%%

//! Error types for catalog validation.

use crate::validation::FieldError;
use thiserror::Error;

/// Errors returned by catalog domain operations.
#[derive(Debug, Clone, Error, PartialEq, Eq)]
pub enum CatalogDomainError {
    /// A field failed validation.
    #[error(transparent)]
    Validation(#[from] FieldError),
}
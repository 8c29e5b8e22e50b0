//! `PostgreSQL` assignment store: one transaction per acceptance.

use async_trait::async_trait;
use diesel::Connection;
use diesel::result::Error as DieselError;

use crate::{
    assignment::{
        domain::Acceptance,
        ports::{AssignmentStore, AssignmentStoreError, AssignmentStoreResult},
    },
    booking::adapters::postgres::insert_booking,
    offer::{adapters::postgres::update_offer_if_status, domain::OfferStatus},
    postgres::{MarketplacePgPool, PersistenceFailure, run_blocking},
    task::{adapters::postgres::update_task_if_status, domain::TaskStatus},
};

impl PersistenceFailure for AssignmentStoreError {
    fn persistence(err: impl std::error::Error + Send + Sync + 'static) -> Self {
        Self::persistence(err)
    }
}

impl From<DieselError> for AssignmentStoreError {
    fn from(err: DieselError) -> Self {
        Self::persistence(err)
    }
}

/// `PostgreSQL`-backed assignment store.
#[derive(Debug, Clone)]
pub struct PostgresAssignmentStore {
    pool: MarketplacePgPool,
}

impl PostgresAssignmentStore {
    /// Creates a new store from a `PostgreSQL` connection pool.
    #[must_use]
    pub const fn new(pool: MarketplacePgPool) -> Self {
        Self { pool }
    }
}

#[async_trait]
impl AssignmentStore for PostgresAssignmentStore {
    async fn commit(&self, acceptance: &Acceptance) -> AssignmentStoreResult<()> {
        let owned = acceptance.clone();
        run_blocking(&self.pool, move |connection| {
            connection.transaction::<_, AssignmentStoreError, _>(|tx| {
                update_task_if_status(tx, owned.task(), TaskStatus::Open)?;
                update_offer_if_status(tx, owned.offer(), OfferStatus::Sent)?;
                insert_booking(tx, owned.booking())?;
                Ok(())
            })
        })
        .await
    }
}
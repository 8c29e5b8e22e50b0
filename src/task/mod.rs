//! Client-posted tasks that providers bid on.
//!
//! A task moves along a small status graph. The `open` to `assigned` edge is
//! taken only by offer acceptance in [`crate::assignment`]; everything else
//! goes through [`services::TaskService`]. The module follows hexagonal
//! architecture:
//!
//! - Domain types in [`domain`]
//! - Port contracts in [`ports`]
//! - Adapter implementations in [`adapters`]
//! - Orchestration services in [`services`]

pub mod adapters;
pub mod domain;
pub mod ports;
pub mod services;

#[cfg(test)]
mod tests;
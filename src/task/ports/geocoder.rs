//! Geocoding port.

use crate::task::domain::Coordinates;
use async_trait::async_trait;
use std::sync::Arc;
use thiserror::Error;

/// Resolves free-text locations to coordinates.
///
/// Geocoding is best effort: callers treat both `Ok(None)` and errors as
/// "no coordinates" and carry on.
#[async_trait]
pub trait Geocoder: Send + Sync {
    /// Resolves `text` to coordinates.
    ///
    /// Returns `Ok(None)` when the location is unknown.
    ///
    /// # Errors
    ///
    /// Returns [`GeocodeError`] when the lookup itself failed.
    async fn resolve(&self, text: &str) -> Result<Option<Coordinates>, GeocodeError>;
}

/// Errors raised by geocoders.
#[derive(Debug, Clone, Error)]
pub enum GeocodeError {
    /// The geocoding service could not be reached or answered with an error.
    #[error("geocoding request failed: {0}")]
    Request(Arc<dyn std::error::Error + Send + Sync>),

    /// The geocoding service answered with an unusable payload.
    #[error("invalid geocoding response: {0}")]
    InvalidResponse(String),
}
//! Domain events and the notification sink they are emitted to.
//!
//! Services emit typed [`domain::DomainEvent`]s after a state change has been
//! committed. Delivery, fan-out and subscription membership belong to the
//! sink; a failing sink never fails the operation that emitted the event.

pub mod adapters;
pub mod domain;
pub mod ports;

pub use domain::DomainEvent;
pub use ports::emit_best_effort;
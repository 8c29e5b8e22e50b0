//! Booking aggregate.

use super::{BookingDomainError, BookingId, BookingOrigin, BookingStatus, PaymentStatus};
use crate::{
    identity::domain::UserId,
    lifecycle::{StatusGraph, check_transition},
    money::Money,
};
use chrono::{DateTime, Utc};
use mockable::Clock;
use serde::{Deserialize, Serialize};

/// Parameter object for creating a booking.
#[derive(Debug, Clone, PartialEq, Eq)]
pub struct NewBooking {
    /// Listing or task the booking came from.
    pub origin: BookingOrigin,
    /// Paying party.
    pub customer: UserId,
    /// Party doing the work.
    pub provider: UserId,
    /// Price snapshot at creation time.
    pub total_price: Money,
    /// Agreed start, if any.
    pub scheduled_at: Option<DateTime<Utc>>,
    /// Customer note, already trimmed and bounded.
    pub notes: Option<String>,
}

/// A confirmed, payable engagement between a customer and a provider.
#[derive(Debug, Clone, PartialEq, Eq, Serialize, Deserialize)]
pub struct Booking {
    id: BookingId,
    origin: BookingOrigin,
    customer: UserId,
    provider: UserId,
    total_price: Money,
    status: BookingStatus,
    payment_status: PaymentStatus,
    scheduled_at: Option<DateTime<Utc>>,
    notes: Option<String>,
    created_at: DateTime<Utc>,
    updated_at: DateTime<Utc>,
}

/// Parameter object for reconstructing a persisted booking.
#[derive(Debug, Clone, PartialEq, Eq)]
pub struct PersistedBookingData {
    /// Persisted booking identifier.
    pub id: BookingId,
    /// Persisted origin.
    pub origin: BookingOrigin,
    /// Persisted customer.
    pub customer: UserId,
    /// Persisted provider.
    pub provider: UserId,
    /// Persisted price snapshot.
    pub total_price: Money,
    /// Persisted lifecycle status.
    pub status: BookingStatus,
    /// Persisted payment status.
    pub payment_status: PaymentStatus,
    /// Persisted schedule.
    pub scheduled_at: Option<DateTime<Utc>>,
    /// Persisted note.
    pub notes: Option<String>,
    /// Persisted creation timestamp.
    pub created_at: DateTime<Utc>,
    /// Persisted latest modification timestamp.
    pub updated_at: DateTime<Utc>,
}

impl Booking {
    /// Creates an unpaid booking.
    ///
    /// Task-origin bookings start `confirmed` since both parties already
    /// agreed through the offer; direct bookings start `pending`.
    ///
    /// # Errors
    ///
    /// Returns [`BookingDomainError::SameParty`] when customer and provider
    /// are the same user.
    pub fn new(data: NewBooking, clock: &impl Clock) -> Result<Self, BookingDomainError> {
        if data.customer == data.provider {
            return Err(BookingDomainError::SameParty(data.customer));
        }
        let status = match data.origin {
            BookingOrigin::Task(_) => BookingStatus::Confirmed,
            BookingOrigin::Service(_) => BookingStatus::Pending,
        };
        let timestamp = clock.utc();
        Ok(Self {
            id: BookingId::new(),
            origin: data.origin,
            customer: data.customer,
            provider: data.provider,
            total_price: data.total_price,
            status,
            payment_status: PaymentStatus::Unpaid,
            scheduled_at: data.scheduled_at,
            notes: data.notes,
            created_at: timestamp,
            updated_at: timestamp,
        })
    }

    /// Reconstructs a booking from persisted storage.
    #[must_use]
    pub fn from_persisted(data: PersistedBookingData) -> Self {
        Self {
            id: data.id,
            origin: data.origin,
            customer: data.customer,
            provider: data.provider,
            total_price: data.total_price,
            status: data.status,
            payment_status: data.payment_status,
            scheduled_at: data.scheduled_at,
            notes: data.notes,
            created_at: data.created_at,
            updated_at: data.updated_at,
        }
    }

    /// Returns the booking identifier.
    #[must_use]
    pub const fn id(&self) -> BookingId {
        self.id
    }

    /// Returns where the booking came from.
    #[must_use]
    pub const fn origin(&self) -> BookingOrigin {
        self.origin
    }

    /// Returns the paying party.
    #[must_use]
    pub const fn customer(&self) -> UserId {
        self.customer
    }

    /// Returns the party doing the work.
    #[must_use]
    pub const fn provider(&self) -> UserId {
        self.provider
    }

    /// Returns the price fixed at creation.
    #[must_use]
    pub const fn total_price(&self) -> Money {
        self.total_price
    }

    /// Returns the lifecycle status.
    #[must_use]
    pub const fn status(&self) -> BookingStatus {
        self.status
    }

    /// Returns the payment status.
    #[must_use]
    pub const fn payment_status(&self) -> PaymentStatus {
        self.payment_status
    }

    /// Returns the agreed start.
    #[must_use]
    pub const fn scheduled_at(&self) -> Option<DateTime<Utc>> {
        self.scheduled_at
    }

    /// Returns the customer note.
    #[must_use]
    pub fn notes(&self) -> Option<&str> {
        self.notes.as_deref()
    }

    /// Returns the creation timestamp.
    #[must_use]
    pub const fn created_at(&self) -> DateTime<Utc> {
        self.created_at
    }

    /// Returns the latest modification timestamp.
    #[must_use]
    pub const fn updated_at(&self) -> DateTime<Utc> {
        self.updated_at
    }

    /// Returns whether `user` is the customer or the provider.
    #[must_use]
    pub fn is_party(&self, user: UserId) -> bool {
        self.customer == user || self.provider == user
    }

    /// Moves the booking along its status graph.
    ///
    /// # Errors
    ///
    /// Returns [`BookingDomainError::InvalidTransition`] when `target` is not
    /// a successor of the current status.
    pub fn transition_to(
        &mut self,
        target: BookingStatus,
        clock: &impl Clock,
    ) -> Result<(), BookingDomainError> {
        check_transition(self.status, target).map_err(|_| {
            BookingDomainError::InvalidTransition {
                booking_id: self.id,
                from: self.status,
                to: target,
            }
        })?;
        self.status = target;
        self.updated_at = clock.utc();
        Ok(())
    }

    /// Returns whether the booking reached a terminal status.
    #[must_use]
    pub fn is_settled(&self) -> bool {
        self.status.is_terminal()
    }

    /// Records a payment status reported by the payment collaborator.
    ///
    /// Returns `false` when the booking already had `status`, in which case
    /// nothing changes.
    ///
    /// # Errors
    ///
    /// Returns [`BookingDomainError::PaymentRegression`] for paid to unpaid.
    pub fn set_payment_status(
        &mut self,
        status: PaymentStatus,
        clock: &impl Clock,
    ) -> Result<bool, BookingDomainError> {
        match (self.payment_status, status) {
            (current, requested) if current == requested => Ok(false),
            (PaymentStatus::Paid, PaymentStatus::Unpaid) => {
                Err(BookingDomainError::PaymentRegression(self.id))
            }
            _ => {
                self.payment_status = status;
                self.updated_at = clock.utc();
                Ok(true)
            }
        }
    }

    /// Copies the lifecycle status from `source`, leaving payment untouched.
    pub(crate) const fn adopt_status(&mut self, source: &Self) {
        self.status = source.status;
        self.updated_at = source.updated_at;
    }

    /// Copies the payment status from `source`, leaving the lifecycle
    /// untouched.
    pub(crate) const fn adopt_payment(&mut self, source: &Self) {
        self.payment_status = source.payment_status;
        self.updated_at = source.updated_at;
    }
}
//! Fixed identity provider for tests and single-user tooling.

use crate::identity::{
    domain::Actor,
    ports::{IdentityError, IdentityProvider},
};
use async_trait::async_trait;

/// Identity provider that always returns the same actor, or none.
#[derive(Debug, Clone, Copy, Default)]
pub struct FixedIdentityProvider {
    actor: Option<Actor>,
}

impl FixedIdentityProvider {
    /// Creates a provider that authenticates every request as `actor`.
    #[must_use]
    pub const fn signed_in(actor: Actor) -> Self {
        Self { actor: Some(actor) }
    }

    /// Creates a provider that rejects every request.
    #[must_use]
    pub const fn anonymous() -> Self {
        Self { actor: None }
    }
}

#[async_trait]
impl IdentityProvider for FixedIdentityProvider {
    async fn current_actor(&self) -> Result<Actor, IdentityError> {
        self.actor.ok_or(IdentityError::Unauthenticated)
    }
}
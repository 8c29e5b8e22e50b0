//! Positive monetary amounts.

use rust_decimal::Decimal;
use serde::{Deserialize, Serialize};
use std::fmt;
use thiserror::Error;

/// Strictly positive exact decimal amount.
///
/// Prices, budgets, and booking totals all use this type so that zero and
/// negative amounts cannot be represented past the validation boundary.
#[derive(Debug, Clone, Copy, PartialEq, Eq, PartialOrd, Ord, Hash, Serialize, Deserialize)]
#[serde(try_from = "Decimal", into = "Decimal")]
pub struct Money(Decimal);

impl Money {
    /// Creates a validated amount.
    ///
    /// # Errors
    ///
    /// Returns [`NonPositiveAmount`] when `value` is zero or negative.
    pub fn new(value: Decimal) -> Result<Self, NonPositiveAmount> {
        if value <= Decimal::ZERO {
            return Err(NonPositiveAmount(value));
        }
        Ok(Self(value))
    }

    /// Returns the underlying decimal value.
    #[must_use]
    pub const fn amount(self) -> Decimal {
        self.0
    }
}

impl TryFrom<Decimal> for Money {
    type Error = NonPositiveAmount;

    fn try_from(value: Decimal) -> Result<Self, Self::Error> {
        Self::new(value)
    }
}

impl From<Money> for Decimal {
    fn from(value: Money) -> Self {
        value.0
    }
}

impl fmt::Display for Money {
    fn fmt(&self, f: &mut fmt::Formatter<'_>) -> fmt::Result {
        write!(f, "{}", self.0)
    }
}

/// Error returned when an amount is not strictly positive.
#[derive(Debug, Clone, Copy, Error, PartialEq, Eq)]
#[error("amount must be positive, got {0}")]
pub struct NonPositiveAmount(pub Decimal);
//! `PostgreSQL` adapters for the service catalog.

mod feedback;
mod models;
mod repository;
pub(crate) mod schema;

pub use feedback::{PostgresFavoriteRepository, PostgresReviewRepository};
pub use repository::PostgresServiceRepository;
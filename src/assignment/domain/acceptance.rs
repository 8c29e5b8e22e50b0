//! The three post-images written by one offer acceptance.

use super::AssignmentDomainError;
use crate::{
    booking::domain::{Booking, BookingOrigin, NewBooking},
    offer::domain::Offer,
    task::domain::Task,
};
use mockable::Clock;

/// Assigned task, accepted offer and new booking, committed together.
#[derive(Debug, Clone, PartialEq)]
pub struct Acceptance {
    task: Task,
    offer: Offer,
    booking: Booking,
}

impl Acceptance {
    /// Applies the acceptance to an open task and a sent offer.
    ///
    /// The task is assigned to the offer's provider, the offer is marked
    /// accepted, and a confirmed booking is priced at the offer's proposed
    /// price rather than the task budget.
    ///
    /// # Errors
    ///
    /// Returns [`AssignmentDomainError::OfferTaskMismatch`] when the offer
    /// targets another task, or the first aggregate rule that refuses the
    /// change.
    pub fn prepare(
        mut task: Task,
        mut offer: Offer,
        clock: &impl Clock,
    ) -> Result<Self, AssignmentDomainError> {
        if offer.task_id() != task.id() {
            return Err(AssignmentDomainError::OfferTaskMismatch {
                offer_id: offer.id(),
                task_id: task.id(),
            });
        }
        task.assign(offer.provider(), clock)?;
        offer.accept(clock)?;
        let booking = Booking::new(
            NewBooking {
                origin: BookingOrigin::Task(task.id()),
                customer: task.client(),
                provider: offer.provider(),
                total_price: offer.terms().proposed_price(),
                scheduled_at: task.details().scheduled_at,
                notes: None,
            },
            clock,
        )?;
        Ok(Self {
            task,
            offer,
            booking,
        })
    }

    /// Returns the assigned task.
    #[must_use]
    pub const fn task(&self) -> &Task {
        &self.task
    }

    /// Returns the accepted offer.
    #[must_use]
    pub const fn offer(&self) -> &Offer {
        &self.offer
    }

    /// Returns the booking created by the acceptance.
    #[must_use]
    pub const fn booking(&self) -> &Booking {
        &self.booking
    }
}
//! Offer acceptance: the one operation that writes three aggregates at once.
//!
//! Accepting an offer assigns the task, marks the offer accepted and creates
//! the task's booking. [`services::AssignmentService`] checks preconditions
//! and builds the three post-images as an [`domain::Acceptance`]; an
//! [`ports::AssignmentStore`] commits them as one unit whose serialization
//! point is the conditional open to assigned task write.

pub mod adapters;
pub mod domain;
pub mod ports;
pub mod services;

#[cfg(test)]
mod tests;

%%

(EXERCISE REQUIREMENTS) Retype the listing above, word for word, from its first line to the line containing "use diesel::Connection;", both ends included.

(OUTPUT BELOW)
//! Error types for catalog validation.

use crate::validation::FieldError;
use thiserror::Error;

/// Errors returned by catalog domain operations.
#[derive(Debug, Clone, Error, PartialEq, Eq)]
pub enum CatalogDomainError {
    /// A field failed validation.
    #[error(transparent)]
    Validation(#[from] FieldError),
}
repository 8c29e5b8e22e50b0
//! `PostgreSQL` assignment store: one transaction per acceptance.

use async_trait::async_trait;
use diesel::Connection;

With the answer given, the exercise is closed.